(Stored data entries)
----------

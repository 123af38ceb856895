use super::FeatureVector;
use crate::capture::PacketRecord;

/// Build the model input for one packet. `density` is the window count for the packet's source,
/// taken after the packet itself was recorded.
pub fn extract(pkt: &PacketRecord, density: usize) -> FeatureVector {
    let density = density as f32;
    FeatureVector {
        values: [
            pkt.length as f32,
            f32::from(pkt.protocol.id()),
            density,
            density,
        ],
    }
}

----------

* **EXERCISE AIM**:
One number is all the reply should hold: how many lines in these records include the word "PacketRecord".

* **SOLVED EXERCISE**:
2